Un postpunk qui résonne dans l’oreille, dans le pied et aussi dans la tête.
Ce qui est remarquable chez Messer, c’est sa tête de Janus : Hendrik Otremba et ses collègues musiciens envoient de la pop dans le sens où il y a beaucoup de choses qui coulent sur les surfaces, leurs chansons scintillent comme de la glace éclairée par des néons. C’est une esthétique sur laquelle on peut patiner.
En même temps, cette surface de glace est sillonnée de mille scratchs qui contiennent des traces de dub, de (no)wave et de shoegaze, et dans lesquels d’autres musiciens se sont installés : la liste des invités s’étend de Mille Petrozza à ses parents par le batteur Philipp Wulf, qui est responsable des sections de cuivres dans certains endroits.
Il est étonnant que cette diversité ne s’effiloche que de manière contrôlée.

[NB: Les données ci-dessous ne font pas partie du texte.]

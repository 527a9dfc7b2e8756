//! Application error types.
//!
//! This module provides the application's error hierarchy. The `AppError`
//! enum is the top-level error type that wraps domain-specific errors from
//! configuration, date window resolution, and the Discord client. Every
//! variant uses `#[from]` for automatic conversion with `?`; the Serenity
//! error is boxed manually to keep the enum small.

pub mod config;
pub mod internal;

use thiserror::Error;

use crate::{
    error::{config::ConfigError, internal::InternalError},
    util::window::ResolutionError,
};

/// Top-level application error type.
#[derive(Error, Debug)]
pub enum AppError {
    /// Configuration error during startup or environment variable loading.
    #[error(transparent)]
    ConfigErr(#[from] ConfigError),

    /// Date window resolution error.
    ///
    /// Surfaces at startup when the configured timezone is invalid; during
    /// interactions the command layer reports resolution errors directly to
    /// the user instead of propagating them here.
    #[error(transparent)]
    WindowErr(#[from] ResolutionError),

    /// Internal issue indicating unexpected behavior and possible bugs.
    #[error(transparent)]
    InternalErr(#[from] InternalError),

    /// Discord API error from Serenity.
    ///
    /// Boxed due to large size.
    #[error(transparent)]
    DiscordErr(#[from] Box<serenity::Error>),
}

/// Manual conversion from serenity::Error to AppError.
///
/// Boxes the error to reduce the size of the AppError enum, as
/// serenity::Error is very large and would make all AppError variants
/// larger if not boxed.
impl From<serenity::Error> for AppError {
    fn from(err: serenity::Error) -> Self {
        AppError::DiscordErr(Box::new(err))
    }
}
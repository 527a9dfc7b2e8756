use crate::error::{config::ConfigError, AppError};

/// Timezone applied when the TIMEZONE environment variable is unset.
const DEFAULT_TIMEZONE: &str = "Europe/Helsinki";

/// Environment-sourced application configuration.
pub struct Config {
    /// Discord bot token. Required; startup fails without it.
    pub discord_token: String,

    /// IANA timezone name attached to every scheduled event window.
    pub timezone: String,
}

impl Config {
    /// Loads configuration from environment variables.
    ///
    /// # Returns
    /// - `Ok(Config)` - All required variables present
    /// - `Err(AppError::ConfigErr(MissingEnvVar))` - DISCORD_TOKEN is not set
    pub fn from_env() -> Result<Self, AppError> {
        Ok(Self {
            discord_token: std::env::var("DISCORD_TOKEN")
                .map_err(|_| ConfigError::MissingEnvVar("DISCORD_TOKEN".to_string()))?,
            timezone: std::env::var("TIMEZONE").unwrap_or_else(|_| DEFAULT_TIMEZONE.to_string()),
        })
    }
}

#[cfg(test)]
mod tests {
    use super::*;

    /// Tests token requirement and the timezone default in one place, since
    /// the process environment is shared across test threads.
    ///
    /// Expected: Err without DISCORD_TOKEN; with it, TIMEZONE falls back to
    /// Europe/Helsinki when unset and is honored when set
    #[test]
    fn loads_config_from_environment() {
        std::env::remove_var("DISCORD_TOKEN");
        std::env::remove_var("TIMEZONE");
        assert!(Config::from_env().is_err());

        std::env::set_var("DISCORD_TOKEN", "test-token");
        let config = Config::from_env().unwrap();
        assert_eq!(config.discord_token, "test-token");
        assert_eq!(config.timezone, DEFAULT_TIMEZONE);

        std::env::set_var("TIMEZONE", "Europe/Stockholm");
        let config = Config::from_env().unwrap();
        assert_eq!(config.timezone, "Europe/Stockholm");

        std::env::remove_var("DISCORD_TOKEN");
        std::env::remove_var("TIMEZONE");
    }
}
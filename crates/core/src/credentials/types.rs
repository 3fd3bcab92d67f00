//! Credential vault types.

use chrono::{DateTime, Utc};
use serde::{Deserialize, Serialize};
use std::fmt;
use std::str::FromStr;

use super::provider::CredentialError;

/// Token endpoint used when a stored bundle does not name one.
pub const DEFAULT_TOKEN_ENDPOINT: &str = "https://oauth2.googleapis.com/token";

/// Free-form account identity metadata cached next to a credential.
pub type AccountInfo = serde_json::Map<String, serde_json::Value>;

/// External service a credential belongs to.
#[derive(Debug, Clone, Copy, PartialEq, Eq, Hash, Serialize, Deserialize)]
pub enum ServiceKind {
    #[serde(rename = "youtube")]
    YouTube,
    #[serde(rename = "gdrive")]
    GoogleDrive,
    #[serde(rename = "gads")]
    GoogleAds,
    #[serde(rename = "telegram")]
    Telegram,
}

impl ServiceKind {
    pub fn as_str(&self) -> &'static str {
        match self {
            ServiceKind::YouTube => "youtube",
            ServiceKind::GoogleDrive => "gdrive",
            ServiceKind::GoogleAds => "gads",
            ServiceKind::Telegram => "telegram",
        }
    }

    /// OAuth scopes requested for this service when none were stored.
    pub fn default_scopes(&self) -> &'static [&'static str] {
        match self {
            ServiceKind::YouTube => &[
                "https://www.googleapis.com/auth/youtube.upload",
                "https://www.googleapis.com/auth/youtube.readonly",
            ],
            ServiceKind::GoogleDrive => &["https://www.googleapis.com/auth/drive.readonly"],
            ServiceKind::GoogleAds => &["https://www.googleapis.com/auth/adwords"],
            ServiceKind::Telegram => &[],
        }
    }
}

impl fmt::Display for ServiceKind {
    fn fmt(&self, f: &mut fmt::Formatter<'_>) -> fmt::Result {
        f.write_str(self.as_str())
    }
}

impl FromStr for ServiceKind {
    type Err = CredentialError;

    fn from_str(s: &str) -> Result<Self, Self::Err> {
        match s {
            "youtube" => Ok(ServiceKind::YouTube),
            "gdrive" => Ok(ServiceKind::GoogleDrive),
            "gads" => Ok(ServiceKind::GoogleAds),
            "telegram" => Ok(ServiceKind::Telegram),
            other => Err(CredentialError::Validation(format!(
                "unknown service kind: {}",
                other
            ))),
        }
    }
}

/// Token payload encrypted at rest.
///
/// Every field is optional because providers return partial bundles on
/// refresh; the vault merges them with what it already holds.
#[derive(Debug, Clone, Default, PartialEq, Serialize, Deserialize)]
pub struct TokenBundle {
    #[serde(default, skip_serializing_if = "Option::is_none")]
    pub access_token: Option<String>,
    #[serde(default, skip_serializing_if = "Option::is_none")]
    pub refresh_token: Option<String>,
    #[serde(default, skip_serializing_if = "Option::is_none")]
    pub token_uri: Option<String>,
    #[serde(default, skip_serializing_if = "Option::is_none")]
    pub client_id: Option<String>,
    #[serde(default, skip_serializing_if = "Option::is_none")]
    pub client_secret: Option<String>,
    #[serde(default)]
    pub scopes: Vec<String>,
    #[serde(default, skip_serializing_if = "Option::is_none")]
    pub expiry: Option<DateTime<Utc>>,
}

impl TokenBundle {
    /// Bundle carrying only a fresh access/refresh token pair.
    pub fn new(access_token: impl Into<String>, refresh_token: impl Into<String>) -> Self {
        Self {
            access_token: Some(access_token.into()),
            refresh_token: Some(refresh_token.into()),
            ..Default::default()
        }
    }

    /// Fills gaps in `self` from the previously stored bundle.
    pub fn merged_with(mut self, previous: &TokenBundle, kind: ServiceKind) -> Self {
        if is_blank(&self.refresh_token) {
            self.refresh_token = previous.refresh_token.clone();
        }
        if self.scopes.is_empty() {
            let defaults = kind.default_scopes();
            self.scopes = if defaults.is_empty() {
                previous.scopes.clone()
            } else {
                defaults.iter().map(|s| s.to_string()).collect()
            };
        }
        if is_blank(&self.token_uri) {
            self.token_uri = previous.token_uri.clone();
        }
        self
    }
}

fn is_blank(value: &Option<String>) -> bool {
    value.as_deref().map_or(true, str::is_empty)
}

/// OAuth client configuration, stored unencrypted.
#[derive(Debug, Clone, PartialEq, Serialize, Deserialize)]
pub struct OAuthClientConfig {
    pub client_id: String,
    pub client_secret: String,
    #[serde(default)]
    pub redirect_uri: Option<String>,
    /// Google Ads only.
    #[serde(default, skip_serializing_if = "Option::is_none")]
    pub developer_token: Option<String>,
    /// Google Ads only.
    #[serde(default, skip_serializing_if = "Option::is_none")]
    pub login_customer_id: Option<String>,
}

impl OAuthClientConfig {
    pub fn new(client_id: impl Into<String>, client_secret: impl Into<String>) -> Self {
        Self {
            client_id: client_id.into(),
            client_secret: client_secret.into(),
            redirect_uri: None,
            developer_token: None,
            login_customer_id: None,
        }
    }
}

/// Stored credential row for one (user, service) pair.
#[derive(Debug, Clone)]
pub struct CredentialRecord {
    pub id: String,
    pub user_id: String,
    pub kind: ServiceKind,
    /// base64(nonce || ciphertext) of a JSON `TokenBundle`.
    pub encrypted_tokens: Option<String>,
    pub oauth_config: Option<OAuthClientConfig>,
    pub account_info: Option<AccountInfo>,
    pub is_valid: bool,
    pub created_at: DateTime<Utc>,
    pub updated_at: DateTime<Utc>,
}

impl CredentialRecord {
    /// Human-readable account name from the cached account info.
    pub fn account_name(&self) -> Option<String> {
        let info = self.account_info.as_ref()?;
        [
            "display_name",
            "name",
            "email",
            "username",
            "customer_id",
            "login_customer_id",
            "id",
        ]
        .iter()
        .filter_map(|key| info.get(*key))
        .find_map(|value| match value {
            serde_json::Value::String(s) if !s.is_empty() => Some(s.clone()),
            serde_json::Value::Number(n) => Some(n.to_string()),
            _ => None,
        })
    }
}

/// A decrypted credential ready to authorize calls against a service.
#[derive(Clone, PartialEq)]
pub struct Credential {
    pub kind: ServiceKind,
    pub access_token: String,
    pub refresh_token: String,
    pub token_endpoint: String,
    pub client_id: Option<String>,
    pub client_secret: Option<String>,
    pub scopes: Vec<String>,
    pub developer_token: Option<String>,
    pub login_customer_id: Option<String>,
}

impl Credential {
    /// Minimal credential for a service, using the default token endpoint.
    pub fn new(
        kind: ServiceKind,
        access_token: impl Into<String>,
        refresh_token: impl Into<String>,
    ) -> Self {
        Self {
            kind,
            access_token: access_token.into(),
            refresh_token: refresh_token.into(),
            token_endpoint: DEFAULT_TOKEN_ENDPOINT.to_string(),
            client_id: None,
            client_secret: None,
            scopes: kind.default_scopes().iter().map(|s| s.to_string()).collect(),
            developer_token: None,
            login_customer_id: None,
        }
    }

    /// Sets the OAuth client used for token refresh.
    pub fn with_client(
        mut self,
        client_id: impl Into<String>,
        client_secret: impl Into<String>,
    ) -> Self {
        self.client_id = Some(client_id.into());
        self.client_secret = Some(client_secret.into());
        self
    }

    /// Same credential with a refreshed access token.
    pub fn with_access_token(&self, access_token: impl Into<String>) -> Self {
        Self {
            access_token: access_token.into(),
            ..self.clone()
        }
    }
}

impl fmt::Debug for Credential {
    fn fmt(&self, f: &mut fmt::Formatter<'_>) -> fmt::Result {
        f.debug_struct("Credential")
            .field("kind", &self.kind)
            .field("access_token", &"[REDACTED]")
            .field("refresh_token", &"[REDACTED]")
            .field("token_endpoint", &self.token_endpoint)
            .field("client_id", &self.client_id)
            .field("client_secret", &self.client_secret.as_ref().map(|_| "[REDACTED]"))
            .field("scopes", &self.scopes)
            .field("developer_token", &self.developer_token.as_ref().map(|_| "[REDACTED]"))
            .field("login_customer_id", &self.login_customer_id)
            .finish()
    }
}

#[cfg(test)]
mod tests {
    use super::*;
    use serde_json::json;

    #[test]
    fn test_service_kind_round_trip_labels() {
        for kind in [
            ServiceKind::YouTube,
            ServiceKind::GoogleDrive,
            ServiceKind::GoogleAds,
            ServiceKind::Telegram,
        ] {
            assert_eq!(kind.as_str().parse::<ServiceKind>().unwrap(), kind);
            assert_eq!(
                serde_json::to_value(kind).unwrap(),
                json!(kind.as_str())
            );
        }
        assert!("vimeo".parse::<ServiceKind>().is_err());
    }

    #[test]
    fn test_merge_keeps_previous_refresh_token_and_uri() {
        let previous = TokenBundle {
            access_token: Some("old-access".into()),
            refresh_token: Some("old-refresh".into()),
            token_uri: Some("https://auth.example/token".into()),
            ..Default::default()
        };
        let fresh = TokenBundle {
            access_token: Some("new-access".into()),
            ..Default::default()
        };

        let merged = fresh.merged_with(&previous, ServiceKind::YouTube);
        assert_eq!(merged.access_token.as_deref(), Some("new-access"));
        assert_eq!(merged.refresh_token.as_deref(), Some("old-refresh"));
        assert_eq!(merged.token_uri.as_deref(), Some("https://auth.example/token"));
        assert_eq!(merged.scopes.len(), 2);
    }

    #[test]
    fn test_merge_scopes_fall_back_to_previous_without_defaults() {
        let previous = TokenBundle {
            scopes: vec!["bot".into()],
            ..Default::default()
        };
        let merged = TokenBundle::new("a", "r").merged_with(&previous, ServiceKind::Telegram);
        assert_eq!(merged.scopes, vec!["bot".to_string()]);
    }

    #[test]
    fn test_merge_prefers_new_values() {
        let previous = TokenBundle::new("a1", "r1");
        let merged = TokenBundle::new("a2", "r2").merged_with(&previous, ServiceKind::YouTube);
        assert_eq!(merged.refresh_token.as_deref(), Some("r2"));
    }

    #[test]
    fn test_account_name_key_order() {
        let mut record = CredentialRecord {
            id: "c1".into(),
            user_id: "u1".into(),
            kind: ServiceKind::GoogleAds,
            encrypted_tokens: None,
            oauth_config: None,
            account_info: None,
            is_valid: true,
            created_at: Utc::now(),
            updated_at: Utc::now(),
        };
        assert_eq!(record.account_name(), None);

        let info = json!({ "id": 42, "email": "ops@example.com", "name": "" });
        record.account_info = info.as_object().cloned();
        assert_eq!(record.account_name().as_deref(), Some("ops@example.com"));

        let info = json!({ "id": 42 });
        record.account_info = info.as_object().cloned();
        assert_eq!(record.account_name().as_deref(), Some("42"));
    }

    #[test]
    fn test_credential_debug_redacts_secrets() {
        let credential = Credential::new(ServiceKind::YouTube, "ya29.secret", "1//refresh")
            .with_client("cid", "csecret");
        let rendered = format!("{:?}", credential);
        assert!(!rendered.contains("ya29.secret"));
        assert!(!rendered.contains("1//refresh"));
        assert!(!rendered.contains("csecret"));
        assert!(rendered.contains("cid"));
        assert_eq!(credential.token_endpoint, DEFAULT_TOKEN_ENDPOINT);
    }
}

Quelques « eo-eos » lancés avec désinvolture et un fond vocal qui semble venir de la pièce voisine dans le joyeux « Der Atem ». Sentiment irrégulier dans « Oswalth (1 2 3 4) », un « Hey » tout aussi irrégulier dans « Taucher (Für Smukal) ». Mais aussi : étonnement vacillant dans « In the False Dream » et gravitas dans « Grabeland » : tout cela se fond dans une cohérence totale et s’entremêle aux slogans fantaisistes d’Otremba pour créer une musique qui atteint vos oreilles, votre tête, vos pieds. Exaltant.
Vous pouvez découvrir quels albums sortiront en mars 2024 via notre liste de sorties mensuelles.